CCBC-Net Archives

Joseph, more about illustrations and references

From: drabkin <arcanis>
Date: Fri, 28 Jan 2000 07:40:33 -0800

Melody, this is going to be sketchy because I'm at home and the book's on my desk at work so I'm relying on my memory. I think the little collaged bits might be ignored by a child, but they wouldn't be a distraction. To me, as an adult reader, they're very interesting because I'm bringing my own background to them; to most adult readers they would be something to be noted, probably, or maybe as you say a distraction.
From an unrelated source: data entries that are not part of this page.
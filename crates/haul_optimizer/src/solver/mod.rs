pub mod construction;
pub mod local_choice;
pub mod local_search;
pub mod neighborhood;
pub mod operators;
pub mod search_params;
pub mod solution;
pub mod solver_error;
//! OTP Challenge Manager.

use std::sync::Arc;

use chrono::{Duration, Utc};
use rust_decimal::Decimal;
use tracing::info;

use crate::core_types::{Identity, OtpId, UserId};
use crate::money;
use crate::notify::{NotificationSink, deliver};

use super::challenge::{OtpChallenge, OtpPayload, generate_code};
use super::error::OtpError;
use super::store::OtpStore;

pub struct OtpManager {
    store: Arc<dyn OtpStore>,
    sink: Arc<dyn NotificationSink>,
    ttl: Duration,
    max_attempts: u8,
}

impl OtpManager {
    pub fn new(
        store: Arc<dyn OtpStore>,
        sink: Arc<dyn NotificationSink>,
        ttl_secs: i64,
        max_attempts: u8,
    ) -> Self {
        Self {
            store,
            sink,
            ttl: Duration::seconds(ttl_secs),
            max_attempts,
        }
    }

    /// Create a challenge bound to the proposed transfer and hand the code to
    /// the notification sink. Delivery failure does not fail issuance; the
    /// code stays valid and the degraded mode is logged by the sink path.
    pub async fn issue(
        &self,
        identity: &Identity,
        recipient_address: &str,
        amount: Decimal,
        purpose: Option<String>,
    ) -> Result<OtpId, OtpError> {
        let now = Utc::now();
        let challenge = OtpChallenge {
            id: OtpId::new(),
            user_id: identity.user_id,
            code: generate_code(),
            recipient_address: recipient_address.to_string(),
            amount,
            purpose,
            attempts: 0,
            expires_at: now + self.ttl,
            used_at: None,
            created_at: now,
        };
        let id = challenge.id;
        let code = challenge.code.clone();
        self.store.insert(challenge).await?;

        info!(otp_id = %id, user_id = identity.user_id, "OTP challenge issued");

        let body = format!(
            "Your transfer verification code is {}. It expires in {} minutes.\n\
             Transfer: {} TAU to {}.",
            code,
            self.ttl.num_minutes(),
            money::format_amount(amount),
            recipient_address,
        );
        deliver(
            self.sink.as_ref(),
            &identity.email,
            "Your TAU transfer verification code",
            &body,
        )
        .await;

        Ok(id)
    }

    /// Validate a submitted code and consume the challenge. See
    /// [`OtpStore::consume`] for the check order and atomicity contract.
    pub async fn verify(
        &self,
        id: OtpId,
        user_id: UserId,
        code: &str,
    ) -> Result<OtpPayload, OtpError> {
        self.store
            .consume(id, user_id, code.trim(), Utc::now(), self.max_attempts)
            .await
    }
}

#[cfg(test)]
mod tests {
    use super::*;
    use crate::notify::MemorySink;
    use crate::otp::store::MemoryOtpStore;

    fn manager_with_sink() -> (OtpManager, Arc<MemorySink>) {
        let sink = Arc::new(MemorySink::new());
        let manager = OtpManager::new(
            Arc::new(MemoryOtpStore::new()),
            sink.clone(),
            300,
            3,
        );
        (manager, sink)
    }

    fn alice() -> Identity {
        Identity::new(1, "alice@tau.dev")
    }

    async fn issue_and_grab_code(
        manager: &OtpManager,
        sink: &MemorySink,
    ) -> (OtpId, String) {
        let id = manager
            .issue(&alice(), "TAU-RECIPNT1", Decimal::from(10), Some("gift".into()))
            .await
            .unwrap();
        let mail = sink.sent().pop().unwrap();
        // Code is the 6-digit run in the mail body
        let code = mail
            .body
            .split(|c: char| !c.is_ascii_digit())
            .find(|s| s.len() == 6)
            .unwrap()
            .to_string();
        (id, code)
    }

    #[tokio::test]
    async fn test_issue_delivers_code_to_caller() {
        let (manager, sink) = manager_with_sink();
        manager
            .issue(&alice(), "TAU-RECIPNT1", Decimal::from(10), None)
            .await
            .unwrap();
        let sent = sink.sent();
        assert_eq!(sent.len(), 1);
        assert_eq!(sent[0].to, "alice@tau.dev");
        assert!(sent[0].body.contains("10.00 TAU"));
    }

    #[tokio::test]
    async fn test_delivery_failure_does_not_fail_issuance() {
        let (manager, sink) = manager_with_sink();
        sink.set_failing(true);
        let result = manager
            .issue(&alice(), "TAU-RECIPNT1", Decimal::from(10), None)
            .await;
        assert!(result.is_ok());
    }

    #[tokio::test]
    async fn test_verify_happy_path_releases_payload() {
        let (manager, sink) = manager_with_sink();
        let (id, code) = issue_and_grab_code(&manager, &sink).await;

        let payload = manager.verify(id, 1, &code).await.unwrap();
        assert_eq!(payload.recipient_address, "TAU-RECIPNT1");
        assert_eq!(payload.amount, Decimal::from(10));
        assert_eq!(payload.purpose.as_deref(), Some("gift"));
    }

    #[tokio::test]
    async fn test_single_use() {
        let (manager, sink) = manager_with_sink();
        let (id, code) = issue_and_grab_code(&manager, &sink).await;

        manager.verify(id, 1, &code).await.unwrap();
        // Replay with the correct code must fail
        assert_eq!(
            manager.verify(id, 1, &code).await.unwrap_err(),
            OtpError::AlreadyUsed
        );
    }

    #[tokio::test]
    async fn test_attempt_ceiling_locks_challenge() {
        let (manager, sink) = manager_with_sink();
        let (id, code) = issue_and_grab_code(&manager, &sink).await;
        let wrong = if code == "000000" { "000001" } else { "000000" };

        for _ in 0..3 {
            assert_eq!(
                manager.verify(id, 1, wrong).await.unwrap_err(),
                OtpError::InvalidCode
            );
        }
        // Fourth attempt with the CORRECT code still fails
        assert_eq!(
            manager.verify(id, 1, &code).await.unwrap_err(),
            OtpError::TooManyAttempts
        );
    }

    #[tokio::test]
    async fn test_wrong_owner_rejected() {
        let (manager, sink) = manager_with_sink();
        let (id, code) = issue_and_grab_code(&manager, &sink).await;
        assert_eq!(
            manager.verify(id, 99, &code).await.unwrap_err(),
            OtpError::WrongOwner
        );
    }

    #[tokio::test]
    async fn test_expired_challenge_rejected_with_correct_code() {
        let sink = Arc::new(MemorySink::new());
        // Zero TTL: expires immediately
        let manager = OtpManager::new(Arc::new(MemoryOtpStore::new()), sink.clone(), 0, 3);
        let (id, code) = issue_and_grab_code(&manager, &sink).await;
        assert_eq!(
            manager.verify(id, 1, &code).await.unwrap_err(),
            OtpError::Expired
        );
    }

    #[tokio::test]
    async fn test_unknown_challenge() {
        let (manager, _) = manager_with_sink();
        assert_eq!(
            manager.verify(OtpId::new(), 1, "123456").await.unwrap_err(),
            OtpError::ChallengeNotFound
        );
    }
}
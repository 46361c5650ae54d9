//! In-memory Ledger Store.
//!
//! Authoritative for dev/test mode and the reference implementation of the
//! store contract. Each account row lives behind its own mutex; two-account
//! operations always acquire the numerically-lower account id first, so two
//! transfers moving funds in opposite directions between the same pair of
//! accounts cannot deadlock.

use std::sync::atomic::{AtomicU64, Ordering};
use std::sync::{Arc, Mutex};

use async_trait::async_trait;
use chrono::Utc;
use dashmap::DashMap;
use rust_decimal::Decimal;
use tokio::sync::broadcast;
use tracing::{debug, info};

use crate::core_types::{AccountId, UserId};

use super::account::{Account, generate_address};
use super::entry::{EntryKind, EntryStatus, LedgerEntry};
use super::error::LedgerError;
use super::store::{BalanceUpdate, LedgerStore, TransferExecution, TransferReceipt};

pub struct MemoryLedger {
    accounts: DashMap<AccountId, Arc<Mutex<Account>>>,
    by_user: DashMap<UserId, AccountId>,
    by_address: DashMap<String, AccountId>,
    entries: Mutex<Vec<LedgerEntry>>,
    /// Completed transfer receipts by reference id. Checked under the account
    /// row locks, so a retried reference can never double-apply.
    receipts: DashMap<String, TransferReceipt>,
    next_account_id: AtomicU64,
    next_entry_id: AtomicU64,
    events: broadcast::Sender<BalanceUpdate>,
}

impl Default for MemoryLedger {
    fn default() -> Self {
        Self::new()
    }
}

impl MemoryLedger {
    pub fn new() -> Self {
        let (events, _) = broadcast::channel(256);
        Self {
            accounts: DashMap::new(),
            by_user: DashMap::new(),
            by_address: DashMap::new(),
            entries: Mutex::new(Vec::new()),
            receipts: DashMap::new(),
            next_account_id: AtomicU64::new(1),
            next_entry_id: AtomicU64::new(1),
            events,
        }
    }

    /// Subscribe to post-commit balance pushes (read-side only).
    pub fn subscribe(&self) -> broadcast::Receiver<BalanceUpdate> {
        self.events.subscribe()
    }

    /// Sum of all balances. Test/diagnostic helper for the conservation
    /// property.
    pub fn total_supply(&self) -> Decimal {
        self.accounts
            .iter()
            .map(|entry| entry.value().lock().unwrap().balance)
            .sum()
    }

    fn row(&self, id: AccountId) -> Result<Arc<Mutex<Account>>, LedgerError> {
        self.accounts
            .get(&id)
            .map(|r| Arc::clone(r.value()))
            .ok_or(LedgerError::AccountNotFound(id))
    }

    fn next_entry_id(&self) -> u64 {
        self.next_entry_id.fetch_add(1, Ordering::SeqCst)
    }

    fn push_event(&self, account_id: AccountId, balance: Decimal) {
        // Receivers may not exist; that is fine, the push is advisory.
        let _ = self.events.send(BalanceUpdate {
            account_id,
            balance,
        });
    }
}

#[async_trait]
impl LedgerStore for MemoryLedger {
    async fn open_account(
        &self,
        user_id: UserId,
        daily_transfer_limit: Decimal,
        welcome_bonus: Decimal,
    ) -> Result<Account, LedgerError> {
        if self.by_user.contains_key(&user_id) {
            return Err(LedgerError::WalletExists);
        }

        let id = self.next_account_id.fetch_add(1, Ordering::SeqCst);
        let mut address = generate_address();
        while self.by_address.contains_key(&address) {
            address = generate_address();
        }

        let now = Utc::now();
        let mut account = Account {
            id,
            user_id,
            address: address.clone(),
            balance: Decimal::ZERO,
            active: true,
            daily_transfer_limit,
            created_at: now,
            updated_at: now,
        };

        if welcome_bonus > Decimal::ZERO {
            account.balance = welcome_bonus;
            self.entries.lock().unwrap().push(LedgerEntry {
                id: self.next_entry_id(),
                account_id: id,
                kind: EntryKind::Earning,
                amount: welcome_bonus,
                balance_after: welcome_bonus,
                counterparty: None,
                description: Some("[WELCOME] Signup bonus".to_string()),
                reference_id: Some(format!("welcome_{}", id)),
                status: EntryStatus::Completed,
                created_at: now,
            });
        }

        let snapshot = account.clone();
        self.accounts.insert(id, Arc::new(Mutex::new(account)));
        self.by_user.insert(user_id, id);
        self.by_address.insert(address, id);

        info!(account_id = id, user_id, "Wallet opened");
        Ok(snapshot)
    }

    async fn account(&self, id: AccountId) -> Result<Account, LedgerError> {
        Ok(self.row(id)?.lock().unwrap().clone())
    }

    async fn account_by_user(&self, user_id: UserId) -> Result<Account, LedgerError> {
        let id = *self
            .by_user
            .get(&user_id)
            .ok_or(LedgerError::WalletNotFound)?;
        self.account(id).await
    }

    async fn account_by_address(&self, address: &str) -> Result<Account, LedgerError> {
        let id = *self
            .by_address
            .get(address)
            .ok_or_else(|| LedgerError::AddressNotFound(address.to_string()))?;
        self.account(id).await
    }

    async fn execute_transfer(
        &self,
        exec: &TransferExecution,
    ) -> Result<TransferReceipt, LedgerError> {
        if exec.amount <= Decimal::ZERO {
            return Err(LedgerError::InvalidAmount);
        }
        if exec.sender == exec.recipient {
            return Err(LedgerError::SameAccount);
        }

        let sender_row = self.row(exec.sender)?;
        let recipient_row = self.row(exec.recipient)?;

        // Deterministic lock order: lower account id first.
        let (first, second) = if exec.sender < exec.recipient {
            (&sender_row, &recipient_row)
        } else {
            (&recipient_row, &sender_row)
        };
        let guard_a = first.lock().unwrap();
        let guard_b = second.lock().unwrap();
        let (mut sender, mut recipient) = if exec.sender < exec.recipient {
            (guard_a, guard_b)
        } else {
            (guard_b, guard_a)
        };

        // Idempotent retry: the receipt map is consulted while holding both
        // row locks, so a concurrent duplicate serializes behind the first
        // commit and observes its receipt.
        if let Some(receipt) = self.receipts.get(&exec.reference_id) {
            debug!(reference_id = %exec.reference_id, "Duplicate reference, returning recorded receipt");
            return Ok(receipt.clone());
        }

        if !sender.active {
            return Err(LedgerError::AccountFrozen(sender.id));
        }
        if !recipient.active {
            return Err(LedgerError::AccountFrozen(recipient.id));
        }
        if sender.balance < exec.amount {
            return Err(LedgerError::InsufficientFunds);
        }

        let now = Utc::now();
        sender.balance -= exec.amount;
        recipient.balance += exec.amount;
        sender.updated_at = now;
        recipient.updated_at = now;

        {
            let mut entries = self.entries.lock().unwrap();
            entries.push(LedgerEntry {
                id: self.next_entry_id(),
                account_id: sender.id,
                kind: EntryKind::TransferOut,
                amount: exec.amount,
                balance_after: sender.balance,
                counterparty: Some(recipient.id),
                description: exec.description.clone(),
                reference_id: Some(exec.reference_id.clone()),
                status: EntryStatus::Completed,
                created_at: now,
            });
            entries.push(LedgerEntry {
                id: self.next_entry_id(),
                account_id: recipient.id,
                kind: EntryKind::TransferIn,
                amount: exec.amount,
                balance_after: recipient.balance,
                counterparty: Some(sender.id),
                description: exec.description.clone(),
                reference_id: Some(exec.reference_id.clone()),
                status: EntryStatus::Completed,
                created_at: now,
            });
        }

        let receipt = TransferReceipt {
            reference_id: exec.reference_id.clone(),
            sender_balance_after: sender.balance,
            recipient_balance_after: recipient.balance,
        };
        self.receipts
            .insert(exec.reference_id.clone(), receipt.clone());

        let (sender_id, sender_balance) = (sender.id, sender.balance);
        let (recipient_id, recipient_balance) = (recipient.id, recipient.balance);
        drop(sender);
        drop(recipient);

        self.push_event(sender_id, sender_balance);
        self.push_event(recipient_id, recipient_balance);

        info!(
            reference_id = %receipt.reference_id,
            sender = sender_id,
            recipient = recipient_id,
            amount = %exec.amount,
            "Transfer committed"
        );
        Ok(receipt)
    }

    async fn receipt(&self, reference_id: &str) -> Result<Option<TransferReceipt>, LedgerError> {
        Ok(self.receipts.get(reference_id).map(|r| r.clone()))
    }

    async fn adjust(
        &self,
        account_id: AccountId,
        kind: EntryKind,
        amount: Decimal,
        description: &str,
    ) -> Result<Decimal, LedgerError> {
        if amount <= Decimal::ZERO {
            return Err(LedgerError::InvalidAmount);
        }

        let row = self.row(account_id)?;
        let mut account = row.lock().unwrap();

        let new_balance = if kind.is_credit() {
            account.balance + amount
        } else {
            if account.balance < amount {
                return Err(LedgerError::InsufficientFunds);
            }
            account.balance - amount
        };

        let now = Utc::now();
        account.balance = new_balance;
        account.updated_at = now;

        self.entries.lock().unwrap().push(LedgerEntry {
            id: self.next_entry_id(),
            account_id,
            kind,
            amount,
            balance_after: new_balance,
            counterparty: None,
            description: Some(description.to_string()),
            reference_id: None,
            status: EntryStatus::Completed,
            created_at: now,
        });

        drop(account);
        self.push_event(account_id, new_balance);
        Ok(new_balance)
    }

    async fn set_active(&self, account_id: AccountId, active: bool) -> Result<(), LedgerError> {
        let row = self.row(account_id)?;
        let mut account = row.lock().unwrap();
        account.active = active;
        account.updated_at = Utc::now();
        info!(account_id, active, "Account active flag changed");
        Ok(())
    }

    async fn set_daily_limit(
        &self,
        account_id: AccountId,
        limit: Decimal,
    ) -> Result<(), LedgerError> {
        if limit < Decimal::ZERO {
            return Err(LedgerError::InvalidAmount);
        }
        let row = self.row(account_id)?;
        let mut account = row.lock().unwrap();
        account.daily_transfer_limit = limit;
        account.updated_at = Utc::now();
        info!(account_id, limit = %limit, "Transfer limit changed");
        Ok(())
    }

    async fn entries(
        &self,
        account_id: AccountId,
        limit: usize,
    ) -> Result<Vec<LedgerEntry>, LedgerError> {
        // Verify the account exists so unknown ids surface as NotFound
        // rather than an empty history.
        self.row(account_id)?;
        let entries = self.entries.lock().unwrap();
        Ok(entries
            .iter()
            .rev()
            .filter(|e| e.account_id == account_id)
            .take(limit)
            .cloned()
            .collect())
    }
}
//! TAU Ledger service entry point.
//!
//! Wiring order:
//!
//! ```text
//! ┌──────────┐    ┌──────────┐    ┌──────────────┐    ┌──────────┐
//! │  Config  │───▶│  Stores  │───▶│ Orchestrator │───▶│ Gateway  │
//! │  (YAML)  │    │ (PG/mem) │    │  + Admin     │    │  (axum)  │
//! └──────────┘    └──────────┘    └──────────────┘    └──────────┘
//! ```
//!
//! With `postgres_url` set every storage seam runs on PostgreSQL; without it
//! the service runs fully in memory (dev/test mode).

use std::sync::Arc;

use tracing::info;

use tau_ledger::audit::{AuditLog, MemoryAuditLog};
use tau_ledger::config::AppConfig;
use tau_ledger::flow::{AdminService, MemoryPendingStore, PendingStore, TransferOrchestrator};
use tau_ledger::gateway::{self, AppState};
use tau_ledger::ledger::{LedgerStore, MemoryLedger};
use tau_ledger::logging::init_logging;
use tau_ledger::notify::{LogSink, MemoryDirectory, NotificationSink, UserDirectory};
use tau_ledger::otp::{MemoryOtpStore, OtpManager, OtpStore};
use tau_ledger::persistence::{Database, PgStore, ensure_schema};

struct Stores {
    ledger: Arc<dyn LedgerStore>,
    otp: Arc<dyn OtpStore>,
    pending: Arc<dyn PendingStore>,
    audit: Arc<dyn AuditLog>,
}

async fn build_stores(config: &AppConfig) -> anyhow::Result<Stores> {
    match &config.postgres_url {
        Some(url) => {
            let db = Database::connect(url).await?;
            ensure_schema(db.pool()).await?;
            db.health_check().await?;
            let store = Arc::new(PgStore::new(db.pool().clone()));
            info!("Storage: PostgreSQL");
            Ok(Stores {
                ledger: store.clone(),
                otp: store.clone(),
                pending: store.clone(),
                audit: store,
            })
        }
        None => {
            info!("Storage: in-memory (no postgres_url configured)");
            Ok(Stores {
                ledger: Arc::new(MemoryLedger::new()),
                otp: Arc::new(MemoryOtpStore::new()),
                pending: Arc::new(MemoryPendingStore::new()),
                audit: Arc::new(MemoryAuditLog::new()),
            })
        }
    }
}

#[tokio::main]
async fn main() -> anyhow::Result<()> {
    let env = std::env::var("TAU_ENV").unwrap_or_else(|_| "dev".to_string());
    let config = AppConfig::load(&env);
    let _guard = init_logging(&config);

    info!(
        env = %env,
        git_hash = env!("GIT_HASH"),
        "Starting TAU ledger service"
    );

    let stores = build_stores(&config).await?;

    let sink: Arc<dyn NotificationSink> = Arc::new(LogSink);
    let directory: Arc<dyn UserDirectory> = Arc::new(MemoryDirectory::new());

    let otp = OtpManager::new(
        stores.otp,
        sink.clone(),
        config.ledger.otp_ttl_secs,
        config.ledger.otp_max_attempts,
    );
    let orchestrator = Arc::new(TransferOrchestrator::new(
        stores.ledger.clone(),
        otp,
        stores.pending,
        sink.clone(),
        directory.clone(),
        config.ledger.clone(),
    ));
    let admin = Arc::new(AdminService::new(
        stores.ledger.clone(),
        stores.audit,
        sink,
        directory,
    ));

    let state = Arc::new(AppState {
        orchestrator,
        admin,
        ledger: stores.ledger,
    });

    gateway::serve(state, &config.gateway.host, config.gateway.port).await
}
Those collaged bits refer to Jewish jokes, Chelm tales, there are little references to satirical stories about wonder-working rabbis, Yehupetz (the place-reference used to signify "at the ends of the earth", or "so far away we can write it off"), little proverbs which are really authentic Yiddish proverbs (I noticed my grandma's favourite,
"when a poor man eats a chicken, one of them is sick"). One double-page spread shows a Men's Chorus, which was a staple feature of immigrant Jewish life in America, complete with sheet music showing the folk song they're singing. There's a playbill for a play featuring Maurice Schwartz, the one of the truly great figures in Yiddish theatre in America. There are envelopes with letters, small photographs with Jewish faces and names, looking just like faces from my family album and like faces from the family albums of all of us who count that immigrant past as our own past.
  So there are echoes and reminders in those little details, that I found very enriching, building up a picture of a world of Yiddishkeit that now exists only in memory. This all exists inside another picture, the folk-art liveliness of a village depicted as more colorful, less muddy, more clean and optimistic than any such village life ever was in reality, the village of a child's imagination, or maybe, of an immigrant's wistful memory. So that's why I said
"levels", because to my perception, there was a picture inside a picture, a kind of inside joke as it were.
     But to return to specifics of your question, there isn't another story line that I could see, unless the discrepancy between the immigrant-life little references, and the European village life of the main pictures, provides a kind of story in itself.